Liquid Biopsy and Gene Signature to Guide Non-Operative Management of Rectal Cancer (NO-CUT Trial) (6° anno)
Progetto Rectal cancer (RC) constitutes approximately 30% of all colorectal cancers (CRC), thus contributing to the third cause of oncologic mortality in Western Countries. Surgical resection of the rectum following chemo-radiation therapy (CT-RT) is the mainstay of treatment for locally advanced tumors. For patients achieving clinical complete response after CT-RT, application of a non-operative management (NOM) with avoidance of mutilating surgery is emerging as a treatment option.
However, in the absence of randomized controlled trials that are unlikely to be performed in this setting, NOM is not recommended as standard of care. Single-arm clinical trials accompanied by robust translational studies are expected to support this approach toward clinical practice. The project is based on the hypothesis that multidimensional genetic, epigenetic, and transcriptomic assessment in tumor tissue and plasma of locally advanced RC patients may discriminate those patients who can benefit from NOM. This can be accomplished by excluding those patients with residual disease by circulating tumor DNA or methylated epigenetic markers and/or those with tumor stromal signature associated with resistance to CT-RT. Project aims: to test as primary endpoint the performance of transcriptomic gene signature and dynamic of circulating genetic and epigenetic markers in predicting 2.5 year distant relapse-free survival in patients with locally advanced RC treated with CT-RT and NOM; secondary endpoints will include evaluation of patient-reported quality of life and association of the biomarkers with local tumor regrowth.

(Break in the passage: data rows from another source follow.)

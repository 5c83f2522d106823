//! Desktop notification and terminal bell for positive probe results.

use async_trait::async_trait;
use campwatch_core::{Error, ProbeResult, Result, SearchCriteria};
use std::io::Write;
use tracing::{debug, info};

#[async_trait]
pub trait Notifier: Send + Sync {
    /// Best-effort delivery. Never fails the caller.
    async fn notify(&self, message: &str);
}

#[derive(Debug, Clone, Copy, PartialEq, Eq)]
pub enum Platform {
    MacOs,
    Linux,
    Windows,
    Other,
}

impl Platform {
    pub fn current() -> Self {
        if cfg!(target_os = "macos") {
            Platform::MacOs
        } else if cfg!(target_os = "windows") {
            Platform::Windows
        } else if cfg!(any(
            target_os = "linux",
            target_os = "freebsd",
            target_os = "openbsd",
            target_os = "netbsd"
        )) {
            Platform::Linux
        } else {
            Platform::Other
        }
    }

    /// Program used to show notifications on this platform.
    pub fn notification_program(&self) -> Option<&'static str> {
        match self {
            Platform::MacOs => Some("osascript"),
            Platform::Linux => Some("notify-send"),
            Platform::Windows => Some("powershell"),
            Platform::Other => None,
        }
    }
}

/// "3 sites available for 2026-03-13 → 2026-03-14"
pub fn availability_message(result: &ProbeResult, criteria: &SearchCriteria) -> String {
    let noun = if result.count == 1 { "site" } else { "sites" };
    let mut msg = format!(
        "{} {} available for {} → {}",
        result.count, noun, criteria.check_in, criteria.check_out
    );
    if let Some(rv_type) = &criteria.rv_type {
        msg.push_str(&format!(" ({})", rv_type));
    }
    msg
}

fn escape_applescript(s: &str) -> String {
    s.replace('\\', "\\\\").replace('"', "\\\"")
}

fn escape_powershell(s: &str) -> String {
    s.replace('\'', "''")
}

/// Program and arguments that raise a desktop notification.
pub fn notification_command(
    platform: Platform,
    title: &str,
    message: &str,
    sound: &str,
) -> Option<(String, Vec<String>)> {
    let program = platform.notification_program()?.to_string();
    let args = match platform {
        Platform::MacOs => {
            let script = format!(
                r#"display notification "{}" with title "{}" sound name "{}""#,
                escape_applescript(message),
                escape_applescript(title),
                escape_applescript(sound)
            );
            vec!["-e".to_string(), script]
        }
        Platform::Linux => vec![
            "-u".to_string(),
            "critical".to_string(),
            "-a".to_string(),
            "campwatch".to_string(),
            title.to_string(),
            message.to_string(),
        ],
        Platform::Windows => {
            let script = format!(
                "Add-Type -AssemblyName System.Windows.Forms; \
                 $n = New-Object System.Windows.Forms.NotifyIcon; \
                 $n.Icon = [System.Drawing.SystemIcons]::Information; \
                 $n.Visible = $true; \
                 $n.ShowBalloonTip(10000, '{}', '{}', [System.Windows.Forms.ToolTipIcon]::Info); \
                 Start-Sleep -Seconds 10; $n.Dispose()",
                escape_powershell(title),
                escape_powershell(message)
            );
            vec!["-NoProfile".to_string(), "-Command".to_string(), script]
        }
        Platform::Other => return None,
    };
    Some((program, args))
}

/// Whether the notification program for `platform` is on PATH.
pub fn notification_available(platform: Platform) -> bool {
    platform
        .notification_program()
        .map(|p| which::which(p).is_ok())
        .unwrap_or(false)
}

pub struct DesktopNotifier {
    title: String,
    sound: String,
    platform: Platform,
    bell: bool,
}

impl DesktopNotifier {
    pub fn new(title: impl Into<String>, sound: impl Into<String>) -> Self {
        Self {
            title: title.into(),
            sound: sound.into(),
            platform: Platform::current(),
            bell: true,
        }
    }

    pub fn with_platform(mut self, platform: Platform) -> Self {
        self.platform = platform;
        self
    }

    pub fn with_bell(mut self, bell: bool) -> Self {
        self.bell = bell;
        self
    }

    async fn send_desktop(&self, message: &str) -> Result<()> {
        let (program, args) = notification_command(self.platform, &self.title, message, &self.sound)
            .ok_or_else(|| Error::Notification("no notification command for this platform".into()))?;

        let output = tokio::process::Command::new(&program)
            .args(&args)
            .output()
            .await
            .map_err(|e| Error::Notification(format!("{} failed to start: {}", program, e)))?;

        if !output.status.success() {
            let stderr = String::from_utf8_lossy(&output.stderr);
            return Err(Error::Notification(format!("{} error: {}", program, stderr.trim())));
        }
        Ok(())
    }

    fn ring_bell(&self) {
        let mut out = std::io::stdout();
        let _ = out.write_all(b"\x07");
        let _ = out.flush();
    }
}

#[async_trait]
impl Notifier for DesktopNotifier {
    async fn notify(&self, message: &str) {
        match self.send_desktop(message).await {
            Ok(()) => info!(title = %self.title, "Desktop notification sent"),
            Err(e) => debug!(error = %e, "Desktop notification not delivered"),
        }
        if self.bell {
            self.ring_bell();
        }
    }
}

In a prospective clinical study (NO-CUT Trial), 180 patients with locally advanced RC will receive XELOX induction
polychemotherapy followed by pelvic radiation therapy and capecitabine and then will be re-staged by standard clinical and imaging procedures. Those patients achieving clinical complete or near complete response will be managed with NOM (NOM Cohort), while other patients will undergo standard surgery and follow-up (Surgery Cohort). In both cohorts, transcriptomic gene signature will be performed on a baseline tumor biopsy and longitudinal assessment of ctDNA and 6-MGP will be performed at baseline, after CT-RT, and during follow-up for 2.5 years or until relapse. Within this multidimensional biomarker assessment, we expect to identify patients best suited for NOM throug: a) validating or disprove the transcriptomic stromal gene signature for predicting objective response to CT-RT, and b) exploring the performance of ctDNA and 6-MGP for identifying patients at higher risk of relapse through survival analysis in both cohorts. We will innovatively adopt a multidimensional circulating and tissue biomarkers approach for identifying patients who can best safely be managed without surgery. This would lead to a step forward integration of personalized medicine into multimodal treatment of cancer.